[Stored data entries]

----------------

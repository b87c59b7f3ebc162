//! Event stream for presentation and persistence layers
//!
//! Everything the engine wants the outside world to know about is emitted as
//! a [`SyncEvent`] on one broadcast channel. Listeners register through
//! [`SyncContext::subscribe`](crate::SyncContext::subscribe).

use tap_protocol::{Channel, Side};

use crate::broadcast::CascadeTarget;
use crate::error::TransportError;
use crate::state::LinkId;

/// Unified event enum for all engine activity
#[derive(Debug, Clone, PartialEq, Eq)]
pub enum SyncEvent {
    // -------------------------------------------------------------------------
    // Link lifecycle events
    // -------------------------------------------------------------------------
    /// Number of subscribed links changed
    LinkCountChanged {
        /// Links currently subscribed
        count: usize,
    },

    /// A link subscribed
    LinkConnected {
        /// Link identity
        link: LinkId,
        /// Role, if already known for this identity
        role: Option<Side>,
    },

    /// A link unsubscribed
    LinkDisconnected {
        /// Link identity
        link: LinkId,
    },

    /// A heartbeat revealed a link's role for the first time
    RoleLearned {
        /// Link identity
        link: LinkId,
        /// Learned role
        role: Side,
    },

    // -------------------------------------------------------------------------
    // Liveness events
    // -------------------------------------------------------------------------
    /// A role's heartbeat went missing or came back
    HeartbeatMissing {
        /// Role concerned
        role: Side,
        /// `true` when heartbeats stopped, `false` when they resumed
        missing: bool,
    },

    /// A battery reading arrived
    BatteryUpdated {
        /// Follower reporting
        side: Side,
        /// Charge percentage
        level: u8,
    },

    /// A battery reading was at or below the low-battery threshold
    LowBattery {
        /// Follower reporting
        side: Side,
        /// Charge percentage
        level: u8,
    },

    // -------------------------------------------------------------------------
    // Synchronization events
    // -------------------------------------------------------------------------
    /// A state replay to a link has been scheduled
    ReplayScheduled {
        /// Link to replay to
        link: LinkId,
    },

    /// A reconnection attempt has been scheduled
    ReconnectionScheduled {
        /// Link being recovered
        link: LinkId,
        /// Attempt number, starting at 1
        attempt: u8,
    },

    /// A link ran out of reconnection attempts
    ReconnectionExhausted {
        /// Abandoned link
        link: LinkId,
    },

    /// A cascade finished (possibly with dropped steps)
    CascadeCompleted {
        /// Cascade target
        target: CascadeTarget,
        /// Steps delivered
        delivered: usize,
        /// Steps dropped after exhausting retries
        dropped: usize,
    },

    /// A push was abandoned after exhausting its retries
    StepDropped {
        /// Push target
        target: CascadeTarget,
        /// Channel that was not delivered
        channel: Channel,
        /// Value that was not delivered
        value: u8,
        /// Last transport error
        error: TransportError,
    },

    /// The alternation scheduler flipped sides
    SideChanged {
        /// Side that fires next
        side: Side,
    },
}

impl SyncEvent {
    /// Check if this is a link lifecycle event
    pub fn is_link_lifecycle(&self) -> bool {
        matches!(
            self,
            SyncEvent::LinkCountChanged { .. }
                | SyncEvent::LinkConnected { .. }
                | SyncEvent::LinkDisconnected { .. }
                | SyncEvent::RoleLearned { .. }
        )
    }

    /// Check if this event should be surfaced to the user as a warning
    pub fn is_alert(&self) -> bool {
        matches!(
            self,
            SyncEvent::LowBattery { .. }
                | SyncEvent::HeartbeatMissing { missing: true, .. }
                | SyncEvent::ReconnectionExhausted { .. }
        )
    }

    /// Get the link if this event is associated with a specific link
    pub fn link(&self) -> Option<LinkId> {
        match self {
            SyncEvent::LinkConnected { link, .. }
            | SyncEvent::LinkDisconnected { link }
            | SyncEvent::RoleLearned { link, .. }
            | SyncEvent::ReplayScheduled { link }
            | SyncEvent::ReconnectionScheduled { link, .. }
            | SyncEvent::ReconnectionExhausted { link } => Some(*link),
            SyncEvent::CascadeCompleted { target, .. } | SyncEvent::StepDropped { target, .. } => {
                target.link()
            }
            _ => None,
        }
    }
}

#[cfg(test)]
mod tests {
    use super::*;

    #[test]
    fn test_alert_classification() {
        assert!(SyncEvent::LowBattery {
            side: Side::Left,
            level: 5
        }
        .is_alert());
        assert!(SyncEvent::HeartbeatMissing {
            role: Side::Right,
            missing: true
        }
        .is_alert());
        assert!(!SyncEvent::HeartbeatMissing {
            role: Side::Right,
            missing: false
        }
        .is_alert());
        assert!(!SyncEvent::LinkCountChanged { count: 2 }.is_alert());
        assert!(SyncEvent::LinkCountChanged { count: 2 }.is_link_lifecycle());
    }

    #[test]
    fn test_link_extraction() {
        let event = SyncEvent::StepDropped {
            target: CascadeTarget::Link(LinkId(4)),
            channel: Channel::Speed,
            value: 25,
            error: TransportError::BufferFull,
        };
        assert_eq!(event.link(), Some(LinkId(4)));

        let event = SyncEvent::CascadeCompleted {
            target: CascadeTarget::All,
            delivered: 15,
            dropped: 0,
        };
        assert_eq!(event.link(), None);
        assert_eq!(
            SyncEvent::ReconnectionExhausted { link: LinkId(9) }.link(),
            Some(LinkId(9))
        );
    }
}
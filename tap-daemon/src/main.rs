//! Tapper Sync Daemon
//!
//! Runs the sync engine headless against the simulated peripheral with a
//! pair of virtual followers, logging every engine event.
//!
//! ```text
//! tapsync                 # initial state from the settings file
//! tapsync --test-pattern  # broadcast the hardware test pattern instead
//! ```

mod settings;

use std::path::PathBuf;
use std::sync::Arc;

use anyhow::{Context, Result};
use tap_sim::{spawn_follower, SimTransport, VirtualFollower};
use tap_sync::{SyncContext, SyncEvent};
use tokio::sync::broadcast::error::RecvError;
use tracing::{debug, info, warn};
use tracing_subscriber::{layer::SubscriberExt, util::SubscriberInitExt};

use settings::{FileSettings, Settings};

#[tokio::main]
async fn main() -> Result<()> {
    tracing_subscriber::registry()
        .with(
            tracing_subscriber::EnvFilter::try_from_default_env().unwrap_or_else(|_| {
                "tapsync=info,tap_protocol=info,tap_sync=info,tap_sim=info".into()
            }),
        )
        .with(tracing_subscriber::fmt::layer())
        .init();

    let test_pattern = std::env::args().any(|arg| arg == "--test-pattern");

    let path = Settings::default_path().unwrap_or_else(|| PathBuf::from("settings.json"));
    let settings = Settings::load_from(&path);
    info!("Starting tapsync (settings: {})", path.display());

    let transport = Arc::new(SimTransport::new());
    let provider = Arc::new(FileSettings::new(path, settings.clone()));
    let ctx = SyncContext::start(settings.sync.clone(), transport.clone(), provider)
        .context("failed to start sync engine")?;
    let mut events = ctx.subscribe();

    let mut followers = Vec::new();
    for follower in &settings.followers {
        let handle = spawn_follower(
            VirtualFollower::new(follower.link_id(), follower.role),
            transport.clone(),
            ctx.transport_sink(),
            follower.config.clone(),
        );
        handle.connect().await?;
        handle.heartbeat().await?;
        followers.push(handle);
    }

    if test_pattern {
        ctx.send_test_pattern().await?;
    } else if let Some(cached) = ctx.send_initial_state().await? {
        info!(
            "Restored speed {} and intensities {}/{}/{}/{}",
            cached.speed,
            cached.buzz_intensity,
            cached.light_intensity,
            cached.sound_intensity,
            cached.pressure_intensity
        );
    }
    let speed = ctx.store().get(tap_protocol::Channel::Speed);
    let period = ctx.set_speed(i32::from(speed)).await?;
    info!("Alternating every {:?}", period);

    loop {
        tokio::select! {
            event = events.recv() => {
                match event {
                    Ok(event) => log_event(&event),
                    Err(RecvError::Lagged(missed)) => warn!("Missed {} engine events", missed),
                    Err(RecvError::Closed) => break,
                }
            }

            result = tokio::signal::ctrl_c() => {
                result.context("failed to listen for ctrl-c")?;
                info!("Interrupted, shutting down");
                break;
            }
        }
    }

    match ctx.persist_settings() {
        Ok(saved) => debug!("Saved settings: {:?}", saved),
        Err(e) => warn!("Could not save settings: {}", e),
    }
    for follower in followers {
        follower.shutdown().await;
    }
    ctx.shutdown().await;

    info!("tapsync stopped");
    Ok(())
}

fn log_event(event: &SyncEvent) {
    match event {
        SyncEvent::SideChanged { .. } => {}
        SyncEvent::LowBattery { side, level } => warn!("{} follower battery low ({}%)", side, level),
        SyncEvent::HeartbeatMissing {
            role,
            missing: true,
        } => warn!("{} follower stopped sending heartbeats", role),
        SyncEvent::ReconnectionExhausted { link } => warn!("Gave up reconnecting {}", link),
        event if event.is_link_lifecycle() => info!("{:?}", event),
        event => debug!("{:?}", event),
    }
}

----------------

Make a copy of each line in the records above that has the word "ReconnectionScheduled".

    ReconnectionScheduled {
            | SyncEvent::ReconnectionScheduled { link, .. }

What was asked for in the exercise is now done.